Every entry below must be reproduced exactly.

Items from a data source
---

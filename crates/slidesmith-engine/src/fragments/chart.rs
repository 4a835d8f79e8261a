//! Chart placeholders: a canvas plus the chart configuration embedded as
//! JSON for the client-side renderer.

use chrono::Utc;
use log::warn;
use serde::{Deserialize, Serialize};
use uuid::Uuid;

pub const DEFAULT_CHART_WIDTH: u32 = 600;
pub const DEFAULT_CHART_HEIGHT: u32 = 400;

#[derive(Debug, Clone, Copy, Default, PartialEq, Eq, Serialize, Deserialize)]
#[serde(rename_all = "camelCase")]
pub enum ChartType {
    #[default]
    Bar,
    Line,
    Pie,
    Doughnut,
    Radar,
    PolarArea,
    Bubble,
    Scatter,
}

#[derive(Debug, Clone, Default, PartialEq, Serialize, Deserialize)]
#[serde(rename_all = "camelCase")]
pub struct ChartDataset {
    pub label: String,
    pub data: Vec<f64>,
    #[serde(skip_serializing_if = "Option::is_none")]
    pub background_color: Option<String>,
    #[serde(skip_serializing_if = "Option::is_none")]
    pub border_color: Option<String>,
    #[serde(skip_serializing_if = "Option::is_none")]
    pub border_width: Option<u32>,
}

#[derive(Debug, Clone, Default, PartialEq, Serialize, Deserialize)]
pub struct ChartData {
    pub labels: Vec<String>,
    pub datasets: Vec<ChartDataset>,
}

/// Everything the renderer needs; serialised verbatim into the fragment.
#[derive(Debug, Clone, Default, PartialEq, Serialize, Deserialize)]
pub struct ChartConfig {
    #[serde(rename = "type")]
    pub chart_type: ChartType,
    #[serde(skip_serializing_if = "Option::is_none")]
    pub title: Option<String>,
    pub data: ChartData,
    /// Renderer options, passed through untouched.
    #[serde(skip_serializing_if = "Option::is_none")]
    pub options: Option<serde_json::Value>,
    #[serde(skip_serializing_if = "Option::is_none")]
    pub width: Option<u32>,
    #[serde(skip_serializing_if = "Option::is_none")]
    pub height: Option<u32>,
}

/// `chart-{epoch ms}-{9 random chars}`.
pub fn new_chart_id() -> String {
    let random = Uuid::new_v4().simple().to_string();
    format!("chart-{}-{}", Utc::now().timestamp_millis(), &random[..9])
}

/// JSON for embedding inside `<script>`: `<`, `>` and `&` become `\u` escapes
/// so the payload can never close the element.
fn script_safe_json(config: &ChartConfig) -> String {
    let json = match serde_json::to_string(config) {
        Ok(json) => json,
        Err(e) => {
            warn!("chart config could not be serialised: {e}");
            "{}".to_string()
        }
    };
    json.replace('<', "\\u003c")
        .replace('>', "\\u003e")
        .replace('&', "\\u0026")
}

pub fn generate_chart_html(config: &ChartConfig) -> String {
    generate_chart_html_with_id(config, &new_chart_id())
}

/// As [`generate_chart_html`] with a caller-chosen id.
pub fn generate_chart_html_with_id(config: &ChartConfig, chart_id: &str) -> String {
    let width = config.width.unwrap_or(DEFAULT_CHART_WIDTH);
    let height = config.height.unwrap_or(DEFAULT_CHART_HEIGHT);
    format!(
        "<div class=\"slide-chart-container\" data-chart-id=\"{chart_id}\">\n    <canvas id=\"chart-{chart_id}\" width=\"{width}\" height=\"{height}\"></canvas>\n    <script type=\"application/json\" class=\"chart-config\">{}</script>\n</div>",
        script_safe_json(config)
    )
}

#[cfg(test)]
mod tests {
    use super::*;
    use insta::assert_snapshot;
    use regex::Regex;

    fn sample() -> ChartConfig {
        ChartConfig {
            chart_type: ChartType::Bar,
            title: Some("Sales <2025> & more".to_string()),
            data: ChartData {
                labels: vec!["Q1".into(), "Q2".into()],
                datasets: vec![ChartDataset {
                    label: "Units".into(),
                    data: vec![10.0, 20.5],
                    ..ChartDataset::default()
                }],
            },
            ..ChartConfig::default()
        }
    }

    #[test]
    fn fragment_with_fixed_id() {
        assert_snapshot!(generate_chart_html_with_id(&sample(), "c1"), @r#"
        <div class="slide-chart-container" data-chart-id="c1">
            <canvas id="chart-c1" width="600" height="400"></canvas>
            <script type="application/json" class="chart-config">{"type":"bar","title":"Sales \u003c2025\u003e \u0026 more","data":{"labels":["Q1","Q2"],"datasets":[{"label":"Units","data":[10.0,20.5]}]}}</script>
        </div>
        "#);
    }

    #[test]
    fn explicit_size_is_used() {
        let config = ChartConfig {
            width: Some(800),
            height: Some(300),
            ..sample()
        };
        let html = generate_chart_html_with_id(&config, "c2");
        assert!(html.contains(r#"width="800" height="300""#));
        assert!(html.contains(r#""width":800,"height":300"#));
    }

    #[test]
    fn embedded_json_parses_back_after_unescaping() {
        let html = generate_chart_html_with_id(&sample(), "c3");
        let start = html.find("class=\"chart-config\">").unwrap() + "class=\"chart-config\">".len();
        let end = html.find("</script>").unwrap();
        let parsed: ChartConfig = serde_json::from_str(&html[start..end]).unwrap();
        assert_eq!(parsed, sample());
    }

    #[test]
    fn generated_ids_have_timestamp_and_random_suffix() {
        let re = Regex::new(r"^chart-[0-9]+-[0-9a-f]{9}$").unwrap();
        let a = new_chart_id();
        assert!(re.is_match(&a), "{a}");
        assert_ne!(a, new_chart_id());
    }

    #[test]
    fn polar_area_serialises_camel_case() {
        assert_eq!(
            serde_json::to_string(&ChartType::PolarArea).unwrap(),
            "\"polarArea\""
        );
    }
}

---

> Solution to the problem
filename crates/slidesmith-engine/src/fragments/chart.rs
repository 4a835d8f79e8261a
//! Chart placeholders: a canvas plus the chart configuration embedded as
//! JSON for the client-side renderer.

use chrono::Utc;
use log::warn;
use serde::{Deserialize, Serialize};
use uuid::Uuid;

pub const DEFAULT_CHART_WIDTH: u32 = 600;
pub const DEFAULT_CHART_HEIGHT: u32 = 400;

#[derive(Debug, Clone, Copy, Default, PartialEq, Eq, Serialize, Deserialize)]
#[serde(rename_all = "camelCase")]
pub enum ChartType {
    #[default]
    Bar,
    Line,
    Pie,
    Doughnut,
    Radar,
    PolarArea,
    Bubble,
    Scatter,
}

#[derive(Debug, Clone, Default, PartialEq, Serialize, Deserialize)]
#[serde(rename_all = "camelCase")]
pub struct ChartDataset {
    pub label: String,
    pub data: Vec<f64>,
    #[serde(skip_serializing_if = "Option::is_none")]
    pub background_color: Option<String>,
    #[serde(skip_serializing_if = "Option::is_none")]
    pub border_color: Option<String>,
    #[serde(skip_serializing_if = "Option::is_none")]
    pub border_width: Option<u32>,
}

#[derive(Debug, Clone, Default, PartialEq, Serialize, Deserialize)]
pub struct ChartData {
    pub labels: Vec<String>,
    pub datasets: Vec<ChartDataset>,
}

/// Everything the renderer needs; serialised verbatim into the fragment.
#[derive(Debug, Clone, Default, PartialEq, Serialize, Deserialize)]
pub struct ChartConfig {
    #[serde(rename = "type")]
    pub chart_type: ChartType,
    #[serde(skip_serializing_if = "Option::is_none")]
    pub title: Option<String>,
    pub data: ChartData,
    /// Renderer options, passed through untouched.
    #[serde(skip_serializing_if = "Option::is_none")]
    pub options: Option<serde_json::Value>,
    #[serde(skip_serializing_if = "Option::is_none")]
    pub width: Option<u32>,
    #[serde(skip_serializing_if = "Option::is_none")]
    pub height: Option<u32>,
}

/// `chart-{epoch ms}-{9 random chars}`.
pub fn new_chart_id() -> String {
    let random = Uuid::new_v4().simple().to_string();
    format!("chart-{}-{}", Utc::now().timestamp_millis(), &random[..9])
}

/// JSON for embedding inside `<script>`: `<`, `>` and `&` become `\u` escapes
/// so the payload can never close the element.
fn script_safe_json(config: &ChartConfig) -> String {
    let json = match serde_json::to_string(config) {
        Ok(json) => json,
        Err(e) => {
            warn!("chart config could not be serialised: {e}");
            "{}".to_string()
        }
    };
    json.replace('<', "\\u003c")
        .replace('>', "\\u003e")
        .replace('&', "\\u0026")
}

pub fn generate_chart_html(config: &ChartConfig) -> String {
    generate_chart_html_with_id(config, &new_chart_id())
}

/// As [`generate_chart_html`] with a caller-chosen id.
pub fn generate_chart_html_with_id(config: &ChartConfig, chart_id: &str) -> String {
    let width = config.width.unwrap_or(DEFAULT_CHART_WIDTH);
    let height = config.height.unwrap_or(DEFAULT_CHART_HEIGHT);
    format!(
        "<div class=\"slide-chart-container\" data-chart-id=\"{chart_id}\">\n    <canvas id=\"chart-{chart_id}\" width=\"{width}\" height=\"{height}\"></canvas>\n    <script type=\"application/json\" class=\"chart-config\">{}</script>\n</div>",
        script_safe_json(config)
    )
}

#[cfg(test)]
mod tests {
    use super::*;
    use insta::assert_snapshot;
    use regex::Regex;

    fn sample() -> ChartConfig {
        ChartConfig {
            chart_type: ChartType::Bar,
            title: Some("Sales <2025> & more".to_string()),
            data: ChartData {
                labels: vec!["Q1".into(), "Q2".into()],
                datasets: vec![ChartDataset {
                    label: "Units".into(),
                    data: vec![10.0, 20.5],
                    ..ChartDataset::default()
                }],
            },
            ..ChartConfig::default()
        }
    }

    #[test]
    fn fragment_with_fixed_id() {
        assert_snapshot!(generate_chart_html_with_id(&sample(), "c1"), @r#"
        <div class="slide-chart-container" data-chart-id="c1">
            <canvas id="chart-c1" width="600" height="400"></canvas>
            <script type="application/json" class="chart-config">{"type":"bar","title":"Sales \u003c2025\u003e \u0026 more","data":{"labels":["Q1","Q2"],"datasets":[{"label":"Units","data":[10.0,20.5]}]}}</script>
        </div>
        "#);
    }

    #[test]
    fn explicit_size_is_used() {
        let config = ChartConfig {
            width: Some(800),
            height: Some(300),
            ..sample()
        };
        let html = generate_chart_html_with_id(&config, "c2");
        assert!(html.contains(r#"width="800" height="300""#));
        assert!(html.contains(r#""width":800,"height":300"#));
    }

    #[test]
    fn embedded_json_parses_back_after_unescaping() {
        let html = generate_chart_html_with_id(&sample(), "c3");
        let start = html.find("class=\"chart-config\">").unwrap() + "class=\"chart-config\">".len();
        let end = html.find("</script>").unwrap();
        let parsed: ChartConfig = serde_json::from_str(&html[start..end]).unwrap();
        assert_eq!(parsed, sample());
    }

    #[test]
    fn generated_ids_have_timestamp_and_random_suffix() {
        let re = Regex::new(r"^chart-[0-9]+-[0-9a-f]{9}$").unwrap();
        let a = new_chart_id();
        assert!(re.is_match(&a), "{a}");
        assert_ne!(a, new_chart_id());
    }

    #[test]
    fn polar_area_serialises_camel_case() {
        assert_eq!(
            serde_json::to_string(&ChartType::PolarArea).unwrap(),
            "\"polarArea\""
        );
    }
}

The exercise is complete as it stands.